BioBag World Australia director Scott Morton welcomes South Australian Environment Minister David Speirs’ bid to ban disposable plastics – in particular plastic produce rolls offered by retailers as barrier bags for fresh foods.
The Minister and will open the Adelaide factory on 22nd February and he is expected to take action on banning single use plastics if South Australians are on board.
The Federal and State Governments have agreed all Australian packaging should be compostable, recyclable or combustible by 2025.
“South Australia is a national leader in recycling and resource recovery so it makes sense for us to lead the way and start now,” said Mr Morton.
“We absolutely must reduce the amount of single use plastic in production and in landfills. If 28 member states in the European Union can agree to officially ban single use plastic items, surely eight Aussie states and territories can too.

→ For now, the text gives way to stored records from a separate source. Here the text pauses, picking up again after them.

// This Source Code Form is subject to the terms of the Mozilla Public
// License, v. 2.0. If a copy of the MPL was not distributed with this
// file, You can obtain one at https://mozilla.org/MPL/2.0/.

// Copyright 2025 The OpenState Authors

#![no_std]
#![deny(unreachable_patterns)]
#![deny(unused_must_use)]

#[cfg(any(feature = "std", test))]
#[macro_use]
extern crate std;

#[macro_use]
extern crate alloc;

use alloc::string::String;
use core::fmt;
use core::fmt::Display;
use serde::Deserialize;
use serde::Serialize;

pub mod cfg;
pub mod cmd;
pub mod oxm;

pub use cfg::*;
pub use cmd::*;
pub use oxm::*;

/// The overall version of the API. Anytime a command, dump, or field
/// identifier is added, removed, or modified, this number should
/// increment so that a control agent and the datapath can detect that
/// they disagree on the encoding of a [`StateModCmd`].
pub const API_VERSION: u64 = 1;

/// The fixed width of every state key, in bytes.
///
/// Changing this value changes the identity of every stored flow; it
/// must stay fixed for key compatibility between the control plane
/// and the datapath.
pub const MAX_STATE_KEY_LEN: usize = 48;

/// The maximum number of fields a single key extractor may list.
pub const MAX_EXTRACTION_FIELD_COUNT: usize = 6;

/// The reserved state carried by the default entry.
///
/// This is also the "no transition" marker for a delayed target
/// state: a target of `STATE_DEFAULT` never arms a transition.
pub const STATE_DEFAULT: u32 = 0;

/// Which of the two extractors of a state table a command refers to.
///
/// The read side builds the lookup key for every packet; the write
/// side builds the key used when a packet drives a state update.
#[derive(Clone, Copy, Debug, Deserialize, Eq, PartialEq, Serialize)]
pub enum ExtractorSide {
    Read = 0,
    Write = 1,
}

impl ExtractorSide {
    pub fn is_write(&self) -> bool {
        matches!(self, Self::Write)
    }
}

impl From<bool> for ExtractorSide {
    fn from(is_write_side: bool) -> Self {
        if is_write_side { Self::Write } else { Self::Read }
    }
}

impl core::str::FromStr for ExtractorSide {
    type Err = String;

    fn from_str(s: &str) -> core::result::Result<Self, Self::Err> {
        match s.to_ascii_lowercase().as_str() {
            "read" | "lookup" => Ok(ExtractorSide::Read),
            "write" | "update" => Ok(ExtractorSide::Write),
            _ => Err(format!("invalid extractor side: {}", s)),
        }
    }
}

impl Display for ExtractorSide {
    fn fmt(&self, f: &mut fmt::Formatter) -> fmt::Result {
        let side = match self {
            ExtractorSide::Read => "READ",
            ExtractorSide::Write => "WRITE",
        };

        write!(f, "{}", side)
    }
}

“State-wide plastic bag bans don’t achieve much if we continue using thicker, heavy duty plastic shopping bags and using them to line our bins or buying plastic bin liners,” Mr Morton said.
“All supermarket produce bags could be made in Australia from compostable materials.
“It makes sense to replace single use plastic produce bags with compostable bags made locally that can be recycled along with food waste.
“Research in South Australia shows using compostable bags in kitchen caddies diverts 117 percent more food waste from landfill.
“Organic waste contains valuable resources that can’t be recovered from landfill, yet that’s where 87 percent of Australia’s food waste ends up.
“We need to recycle organic waste to fertilise Australian soil instead of dumping it in landfills where it contributes to climate change by producing harmful greenhouse gas emissions,” Mr Morton said.
“Only three percent of plastic bags are being recycled in Australia and the rest are going into landfill or, even worse, entering the environment,” said Mr Morton.
“Dumping 2.5 million tonnes of plastic waste into Australian landfills like we did in 2016-17 doesn’t stop it from impacting the environment and what happens when our land’s full of landfill?
“No plastic should be sent to landfill because it’s a waste of a valuable resource. We need to stop creating waste in the first place and maintain resources at their highest value. That’s why compostable is the only real solution.
“If it ends up in nature, a BioBag will not release microplastics. No other types of plastic can give that guarantee,” Mr Morton said.
Community consultation on the ‘Turning the Tide on Single-Use Plastic Products’ discussion paper closes 22nd February.